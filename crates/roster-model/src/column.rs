//! The nine fixed columns of a student record.

use std::fmt;
use std::str::FromStr;

use serde::{Deserialize, Serialize};

use crate::error::ModelError;

/// Student record column, in table display order.
#[derive(Debug, Clone, Copy, PartialEq, Eq, Hash, PartialOrd, Ord, Serialize, Deserialize)]
#[serde(rename_all = "snake_case")]
pub enum Column {
    Name,
    Gender,
    Category,
    Board,
    Medium,
    City,
    District,
    State,
    Dob,
}

impl Column {
    /// All columns in display order.
    pub const ALL: [Column; 9] = [
        Self::Name,
        Self::Gender,
        Self::Category,
        Self::Board,
        Self::Medium,
        Self::City,
        Self::District,
        Self::State,
        Self::Dob,
    ];

    /// Header shown above the column in the table view.
    pub const fn header(&self) -> &'static str {
        match self {
            Self::Name => "Name",
            Self::Gender => "Gender",
            Self::Category => "Category",
            Self::Board => "Board",
            Self::Medium => "Medium",
            Self::City => "City",
            Self::District => "District",
            Self::State => "State",
            Self::Dob => "DOB",
        }
    }

    /// Header name of the column in source files.
    pub const fn source_key(&self) -> &'static str {
        match self {
            Self::Name => "name",
            Self::Gender => "gender",
            Self::Category => "cat",
            Self::Board => "board",
            Self::Medium => "medium",
            Self::City => "city",
            Self::District => "district",
            Self::State => "state",
            Self::Dob => "dob",
        }
    }
}

impl fmt::Display for Column {
    fn fmt(&self, f: &mut fmt::Formatter<'_>) -> fmt::Result {
        f.write_str(self.header())
    }
}

impl FromStr for Column {
    type Err = ModelError;

    /// Accepts the display header or the source key, case-insensitive.
    fn from_str(s: &str) -> Result<Self, Self::Err> {
        let normalized = s.trim().to_lowercase();
        Self::ALL
            .into_iter()
            .find(|column| {
                column.source_key() == normalized || column.header().to_lowercase() == normalized
            })
            .ok_or_else(|| ModelError::UnknownColumn(s.to_string()))
    }
}
//! Chart specifications rebuilt on every filter pass.

use std::fmt;

use chrono::{DateTime, Utc};
use roster_model::{Column, StudentRecord};
use serde::Serialize;

use crate::aggregate::{DEFAULT_TOP_N, age_histogram, top_n_counts};

/// Label shown for an empty category value.
pub const UNKNOWN_LABEL: &str = "Unknown";

/// Default size of the gender ranking.
pub const DEFAULT_GENDER_TOP_N: usize = 5;

/// Chart slots on the dashboard.
#[derive(Debug, Clone, Copy, PartialEq, Eq, Hash, PartialOrd, Ord, Serialize)]
#[serde(rename_all = "snake_case")]
pub enum ChartId {
    Gender,
    Category,
    States,
    Boards,
    Age,
}

impl ChartId {
    pub const ALL: [ChartId; 5] = [
        Self::Gender,
        Self::Category,
        Self::States,
        Self::Boards,
        Self::Age,
    ];

    pub const fn as_str(&self) -> &'static str {
        match self {
            Self::Gender => "gender",
            Self::Category => "category",
            Self::States => "states",
            Self::Boards => "boards",
            Self::Age => "age",
        }
    }

    pub const fn title(&self) -> &'static str {
        match self {
            Self::Gender => "Gender",
            Self::Category => "Category",
            Self::States => "Top States",
            Self::Boards => "Top Boards",
            Self::Age => "Age Distribution",
        }
    }

    pub const fn kind(&self) -> ChartKind {
        match self {
            Self::Gender => ChartKind::Pie,
            _ => ChartKind::Bar,
        }
    }
}

impl fmt::Display for ChartId {
    fn fmt(&self, f: &mut fmt::Formatter<'_>) -> fmt::Result {
        f.write_str(self.as_str())
    }
}

#[derive(Debug, Clone, Copy, PartialEq, Eq, Serialize)]
#[serde(rename_all = "snake_case")]
pub enum ChartKind {
    Pie,
    Bar,
}

/// Data for one chart: parallel labels and values.
#[derive(Debug, Clone, PartialEq, Eq, Serialize)]
pub struct ChartSpec {
    pub id: ChartId,
    pub kind: ChartKind,
    pub title: String,
    pub labels: Vec<String>,
    pub values: Vec<usize>,
}

impl ChartSpec {
    fn from_counts(id: ChartId, counts: Vec<(String, usize)>) -> Self {
        let (labels, values) = counts
            .into_iter()
            .map(|(label, count)| (display_label(label), count))
            .unzip();
        Self {
            id,
            kind: id.kind(),
            title: id.title().to_string(),
            labels,
            values,
        }
    }

    /// `(label, value)` pairs in display order.
    pub fn points(&self) -> impl Iterator<Item = (&str, usize)> {
        self.labels
            .iter()
            .map(String::as_str)
            .zip(self.values.iter().copied())
    }

    pub fn max_value(&self) -> usize {
        self.values.iter().copied().max().unwrap_or(0)
    }
}

fn display_label(label: String) -> String {
    if label.is_empty() {
        UNKNOWN_LABEL.to_string()
    } else {
        label
    }
}

/// Ranking sizes for the frequency charts.
#[derive(Debug, Clone, Copy, PartialEq, Eq)]
pub struct ChartOptions {
    pub top_n: usize,
    pub gender_top_n: usize,
}

impl Default for ChartOptions {
    fn default() -> Self {
        Self {
            top_n: DEFAULT_TOP_N,
            gender_top_n: DEFAULT_GENDER_TOP_N,
        }
    }
}

/// Builds the five dashboard charts, in [`ChartId::ALL`] order.
pub fn build_chart_specs(
    records: &[&StudentRecord],
    options: ChartOptions,
    now: DateTime<Utc>,
) -> Vec<ChartSpec> {
    let rows = || records.iter().copied();
    let histogram = age_histogram(rows(), now);

    vec![
        ChartSpec::from_counts(
            ChartId::Gender,
            top_n_counts(rows(), Column::Gender, options.gender_top_n),
        ),
        ChartSpec::from_counts(
            ChartId::Category,
            top_n_counts(rows(), Column::Category, options.top_n),
        ),
        ChartSpec::from_counts(
            ChartId::States,
            top_n_counts(rows(), Column::State, options.top_n),
        ),
        ChartSpec::from_counts(
            ChartId::Boards,
            top_n_counts(rows(), Column::Board, options.top_n),
        ),
        ChartSpec::from_counts(
            ChartId::Age,
            histogram
                .iter()
                .map(|(label, count)| (label.to_string(), count))
                .collect(),
        ),
    ]
}
//! Data model for the student roster dashboard.
//!
//! - [`RawRecord`] / [`RawValue`]: loosely-typed rows straight from a reader
//! - [`StudentRecord`] / [`Dob`]: fixed-shape records after normalization
//! - [`FilterState`] / [`FilterField`]: the dashboard's filter controls
//! - [`Column`]: the nine table columns and their headers

pub mod column;
pub mod error;
pub mod filter;
pub mod raw;
pub mod record;

pub use column::Column;
pub use error::{ModelError, Result};
pub use filter::{FilterField, FilterState};
pub use raw::{RawRecord, RawValue, format_number};
pub use record::{Dob, StudentRecord};
//! Aggregations over student records.
//!
//! - [`distinct_values`]: sorted unique values of a column (filter choices)
//! - [`top_n_counts`]: most frequent values of a column (bar/pie charts)
//! - [`age_histogram`]: estimated ages in fixed buckets

use std::cmp::Ordering;
use std::collections::HashMap;

use chrono::{DateTime, Utc};
use roster_model::{Column, StudentRecord};
use serde::Serialize;

use crate::age::estimate_age;

/// Default size of top-N rankings.
pub const DEFAULT_TOP_N: usize = 10;

/// Orders strings the way a locale-aware collator would for plain text:
/// case-insensitive first, lowercase before uppercase on ties.
pub fn locale_cmp(a: &str, b: &str) -> Ordering {
    let folded = a
        .chars()
        .flat_map(char::to_lowercase)
        .cmp(b.chars().flat_map(char::to_lowercase));
    folded.then_with(|| a.chars().map(swap_case).cmp(b.chars().map(swap_case)))
}

fn swap_case(c: char) -> char {
    if c.is_ascii_lowercase() {
        c.to_ascii_uppercase()
    } else if c.is_ascii_uppercase() {
        c.to_ascii_lowercase()
    } else {
        c
    }
}

/// Unique non-empty values of `column`, sorted with [`locale_cmp`].
pub fn distinct_values<'a, I>(records: I, column: Column) -> Vec<String>
where
    I: IntoIterator<Item = &'a StudentRecord>,
{
    let mut values: Vec<String> = records
        .into_iter()
        .map(|record| record.field(column))
        .filter(|value| !value.is_empty())
        .map(std::borrow::Cow::into_owned)
        .collect();
    values.sort_by(|a, b| locale_cmp(a, b));
    values.dedup();
    values
}

/// Counts non-empty values of `column` and keeps the `n` most frequent.
///
/// Sorted by descending count; equal counts keep first-encountered order.
pub fn top_n_counts<'a, I>(records: I, column: Column, n: usize) -> Vec<(String, usize)>
where
    I: IntoIterator<Item = &'a StudentRecord>,
{
    let mut counts: Vec<(String, usize)> = Vec::new();
    let mut index: HashMap<String, usize> = HashMap::new();
    for record in records {
        let value = record.field(column);
        if value.is_empty() {
            continue;
        }
        if let Some(&slot) = index.get(value.as_ref()) {
            counts[slot].1 += 1;
        } else {
            index.insert(value.to_string(), counts.len());
            counts.push((value.into_owned(), 1));
        }
    }
    counts.sort_by(|a, b| b.1.cmp(&a.1));
    counts.truncate(n);
    counts
}

/// Fixed age ranges used by the age chart.
#[derive(Debug, Clone, Copy, PartialEq, Eq, Hash)]
pub enum AgeBucket {
    UpTo10,
    From11To15,
    From16To20,
    From21To25,
    From26To30,
    From31To35,
    From36To40,
    From41To45,
    From46To50,
    From51To60,
    Over60,
}

impl AgeBucket {
    pub const ALL: [AgeBucket; 11] = [
        AgeBucket::UpTo10,
        AgeBucket::From11To15,
        AgeBucket::From16To20,
        AgeBucket::From21To25,
        AgeBucket::From26To30,
        AgeBucket::From31To35,
        AgeBucket::From36To40,
        AgeBucket::From41To45,
        AgeBucket::From46To50,
        AgeBucket::From51To60,
        AgeBucket::Over60,
    ];

    pub fn for_age(age: u32) -> Self {
        match age {
            0..=10 => Self::UpTo10,
            11..=15 => Self::From11To15,
            16..=20 => Self::From16To20,
            21..=25 => Self::From21To25,
            26..=30 => Self::From26To30,
            31..=35 => Self::From31To35,
            36..=40 => Self::From36To40,
            41..=45 => Self::From41To45,
            46..=50 => Self::From46To50,
            51..=60 => Self::From51To60,
            _ => Self::Over60,
        }
    }

    pub fn label(self) -> &'static str {
        match self {
            Self::UpTo10 => "≤10",
            Self::From11To15 => "11–15",
            Self::From16To20 => "16–20",
            Self::From21To25 => "21–25",
            Self::From26To30 => "26–30",
            Self::From31To35 => "31–35",
            Self::From36To40 => "36–40",
            Self::From41To45 => "41–45",
            Self::From46To50 => "46–50",
            Self::From51To60 => "51–60",
            Self::Over60 => ">60",
        }
    }

    fn index(self) -> usize {
        self as usize
    }
}

/// Counts per [`AgeBucket`], in bucket order.
#[derive(Debug, Clone, Default, PartialEq, Eq, Serialize)]
pub struct AgeHistogram {
    counts: [usize; 11],
}

impl AgeHistogram {
    pub fn add(&mut self, age: u32) {
        self.counts[AgeBucket::for_age(age).index()] += 1;
    }

    pub fn count(&self, bucket: AgeBucket) -> usize {
        self.counts[bucket.index()]
    }

    pub fn counts(&self) -> &[usize; 11] {
        &self.counts
    }

    /// Number of records with a known age.
    pub fn total(&self) -> usize {
        self.counts.iter().sum()
    }

    /// `(label, count)` pairs in bucket order.
    pub fn iter(&self) -> impl Iterator<Item = (&'static str, usize)> + '_ {
        AgeBucket::ALL
            .iter()
            .map(|bucket| (bucket.label(), self.count(*bucket)))
    }
}

/// Estimates every age against `now` and buckets the known ones.
pub fn age_histogram<'a, I>(records: I, now: DateTime<Utc>) -> AgeHistogram
where
    I: IntoIterator<Item = &'a StudentRecord>,
{
    let mut histogram = AgeHistogram::default();
    for age in records
        .into_iter()
        .filter_map(|record| estimate_age(&record.dob, now))
    {
        histogram.add(age);
    }
    histogram
}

━━━━━━━━━━━━━━━━━━━━

• _Exercise goal_:
Between the first line of the entries above and the line with "table display order.", both included, copy every line exactly and nothing outside that range.

• _Task response_:
filename crates/roster-model/src/column.rs
//! The nine fixed columns of a student record.

use std::fmt;
use std::str::FromStr;

use serde::{Deserialize, Serialize};

use crate::error::ModelError;

/// Student record column, in table display order.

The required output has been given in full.